Potential Antioxidant Activity of Three Kappaphycus spp. Cultivars (Rhodophyta, Solieriaceae) Collected During Two Monsoon Seasons in Kolambugan, Lanao del Norte, Philippines
Authors
Mindanao State University at Naawan, 9023 Naawan, Misamis Oriental, Philippines
*Corresponding author: [email protected]
ABSTRACT
Seaweeds are exposed to large amounts of environmental stressors which favor the generation of free radicals. To mitigate oxidative damage during these adverse conditions, these organisms produce powerful antioxidants. This study therefore seeks to investigate the potentiality of three Kappaphycus cultivars as natural sources of antioxidants. Antioxidant potential was evaluated by the basis of DPPH radical scavenging and ferrous ion chelating activities. The aim is to take advantage the presence of their antioxidants that can be significant for coastal community nutrition and for future economic commercialization. Results revealed that methanolic extracts from different Kappaphycus cultivars have exhibited good radical scavenging and chelating activities ranging from 24-37% at 1000 mg mL-1 and 31-57% at 7 mg mL-1, respectively. NE monsoon grown cultivars have shown better antioxidant activity wherein the green “Sacol” strain possessed the highest DPPH radical scavenging activity while the reddish brown “Tambalang” strain showed the highest chelating activity. The differences in radical scavenging and chelating activities, however, did not significantly vary among cultivars and between monsoon seasons.
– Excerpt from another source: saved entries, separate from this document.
use crate::db;
use crate::ipc::error::{err, ok};
use crate::ipc::types::{AppState, Request};
use log::info;
use serde_json::json;
use std::path::{Path, PathBuf};

fn handle_health(state: &mut AppState, req: &Request) -> serde_json::Value {
    ok(
        &req.id,
        json!({
            "version": env!("CARGO_PKG_VERSION"),
            "workspacePath": state.workspace.as_ref().map(|p| p.to_string_lossy().to_string())
        }),
    )
}

/// Opens (or creates) the workspace database and swaps it into the state.
pub fn select_workspace(state: &mut AppState, path: &Path) -> anyhow::Result<()> {
    let conn = db::open_db(path)?;
    state.workspace = Some(path.to_path_buf());
    state.db = Some(conn);
    info!("workspace opened path={}", path.display());
    Ok(())
}

fn handle_workspace_select(state: &mut AppState, req: &Request) -> serde_json::Value {
    let p = req
        .params
        .get("path")
        .and_then(|v| v.as_str())
        .map(PathBuf::from);
    let Some(path) = p else {
        return err(&req.id, "bad_params", "missing params.path", None);
    };

    match select_workspace(state, &path) {
        Ok(()) => ok(&req.id, json!({ "workspacePath": path.to_string_lossy() })),
        Err(e) => err(&req.id, "db_open_failed", format!("{e:?}"), None),
    }
}

pub fn try_handle(state: &mut AppState, req: &Request) -> Option<serde_json::Value> {
    match req.method.as_str() {
        "health" => Some(handle_health(state, req)),
        "workspace.select" => Some(handle_workspace_select(state, req)),
        _ => None,
    }
}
The obtained IC50 values of antioxidant activities are lower compared to the reported values of other studies. Nevertheless, this provides good information considering that the extracts were derived from natural sources. Seawater temperature is the sole factor that showed the highest significant association to the radical scavenging and chelating activities of the cultivars. As part of a balanced diet, regular consumption of seaweeds will not only provide basic dietary benefits but also offers the goodness of their anticipated antioxidant capacities. To ensure traceability and high level of food safety and security, seaweeds destined for human consumption must be ideally derived from pristine, managed and sustainable resources. Further studies are strongly encouraged to validate the results as the findings of this study are not yet conclusive.